(Raw data)

//! Main event loop for the TUI.
//!
//! This module contains the core event loop that multiplexes terminal input,
//! background task results, and a periodic tick.

use crate::app::{App, AppEvent, RecipeState, Screen};
use anyhow::Result;
use crossterm::{
    event::Event,
    execute,
    terminal::{disable_raw_mode, enable_raw_mode, EnterAlternateScreen, LeaveAlternateScreen},
};
use futures::StreamExt;
use ratatui::{backend::CrosstermBackend, Terminal};
use std::io::{self, Stdout};
use std::time::Duration;
use tokio::sync::mpsc;

#[cfg(unix)]
use tokio::signal::unix::{signal, SignalKind};

use super::events::handle_app_event;
use super::input::handle_key;
use super::render::render;

/// Result of handling a key press event.
///
/// Returned by input handlers to signal whether the application should
/// continue running or terminate gracefully.
pub enum Action {
    /// Continue the event loop and process more events.
    Continue,
    /// Exit the application and restore the terminal.
    Quit,
}

/// Number of frames in the loading spinner animation.
const SPINNER_FRAMES: usize = 10;

/// Runs the TUI application event loop.
///
/// Uses `tokio::select!` to multiplex three event sources:
/// - **Terminal input**: Key presses from crossterm's async event stream
/// - **Background tasks**: Fetch/sync/recipe/scrape/checkout results via the
///   `AppEvent` channel
/// - **Periodic tick**: 250ms timer animating the spinner on the blocking
///   screens and the recipe placeholder
///
/// Exactly one event is processed per iteration, so no two mutations ever
/// interleave and the collections need no locking.
///
/// # Panic Safety
///
/// Installs a panic hook that restores terminal state before unwinding,
/// ensuring the terminal is not left in raw mode on panic.
pub async fn run(
    app: &mut App,
    event_tx: mpsc::Sender<AppEvent>,
    mut event_rx: mpsc::Receiver<AppEvent>,
) -> Result<()> {
    // Install panic hook BEFORE setting up terminal
    let original_hook = std::panic::take_hook();
    std::panic::set_hook(Box::new(move |panic_info| {
        let _ = disable_raw_mode();
        let _ = execute!(io::stdout(), LeaveAlternateScreen);
        original_hook(panic_info);
    }));

    let mut terminal = setup_terminal()?;
    let mut event_stream = crossterm::event::EventStream::new();

    let mut tick_interval = tokio::time::interval(Duration::from_millis(250));

    // Signal handlers for graceful shutdown (Unix only)
    // On non-Unix platforms, these become pending futures that never complete
    #[cfg(unix)]
    let mut sigterm = signal(SignalKind::terminate())?;
    #[cfg(unix)]
    let mut sigint = signal(SignalKind::interrupt())?;

    loop {
        // Only render when state has changed
        if app.needs_redraw {
            terminal.draw(|f| render(f, app))?;
            app.needs_redraw = false;
        }

        // Drain all pending task results before handling more input so a
        // burst of key presses cannot starve fetch/sync reconciliation.
        while let Ok(event) = event_rx.try_recv() {
            app.needs_redraw = true;
            handle_app_event(app, event, &event_tx);
        }

        // Platform-specific signal futures
        #[cfg(unix)]
        let sigterm_fut = sigterm.recv();
        #[cfg(not(unix))]
        let sigterm_fut = std::future::pending::<Option<()>>();

        #[cfg(unix)]
        let sigint_fut = sigint.recv();
        #[cfg(not(unix))]
        let sigint_fut = std::future::pending::<Option<()>>();

        tokio::select! {
            biased;  // Process in order listed for predictable behavior

            // Signal handlers for graceful shutdown (highest priority)
            _ = sigterm_fut => {
                tracing::info!("Received SIGTERM, shutting down gracefully");
                break;
            }

            _ = sigint_fut => {
                tracing::info!("Received SIGINT, shutting down gracefully");
                break;
            }

            // Terminal input events
            maybe_event = event_stream.next() => {
                if let Some(Ok(Event::Key(key))) = maybe_event {
                    app.needs_redraw = true;
                    match handle_key(app, key.code, key.modifiers, &event_tx) {
                        Action::Quit => break,
                        Action::Continue => {}
                    }
                }
            }

            // Background task results (blocking recv for when queue was empty)
            Some(event) = event_rx.recv() => {
                app.needs_redraw = true;
                handle_app_event(app, event, &event_tx);
            }

            // Periodic tick for spinner animation
            _ = tick_interval.tick() => {
                handle_tick(app);
            }
        }
    }

    restore_terminal(terminal)?;
    Ok(())
}

/// Advance the spinner while a blocking screen or the recipe placeholder is
/// waiting on a task result.
fn handle_tick(app: &mut App) {
    let waiting = app.screen.is_blocking()
        || (app.screen == Screen::FoodRecipe && app.recipe == RecipeState::Generating);
    if waiting {
        app.spinner_frame = (app.spinner_frame + 1) % SPINNER_FRAMES;
        app.needs_redraw = true;
    }
}

/// Set up the terminal for TUI rendering.
fn setup_terminal() -> Result<Terminal<CrosstermBackend<Stdout>>> {
    enable_raw_mode()?;
    let mut stdout = io::stdout();
    execute!(stdout, EnterAlternateScreen)?;
    let backend = CrosstermBackend::new(stdout);
    let terminal = Terminal::new(backend)?;
    Ok(terminal)
}

/// Restore terminal to normal state.
fn restore_terminal(mut terminal: Terminal<CrosstermBackend<Stdout>>) -> Result<()> {
    disable_raw_mode()?;
    execute!(terminal.backend_mut(), LeaveAlternateScreen)?;
    terminal.show_cursor()?;
    Ok(())
}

(End Raw data)

- [Try it] Gather from the records above every line containing the string "placeholder".

- [Result of this task]
///   screens and the recipe placeholder
/// Advance the spinner while a blocking screen or the recipe placeholder is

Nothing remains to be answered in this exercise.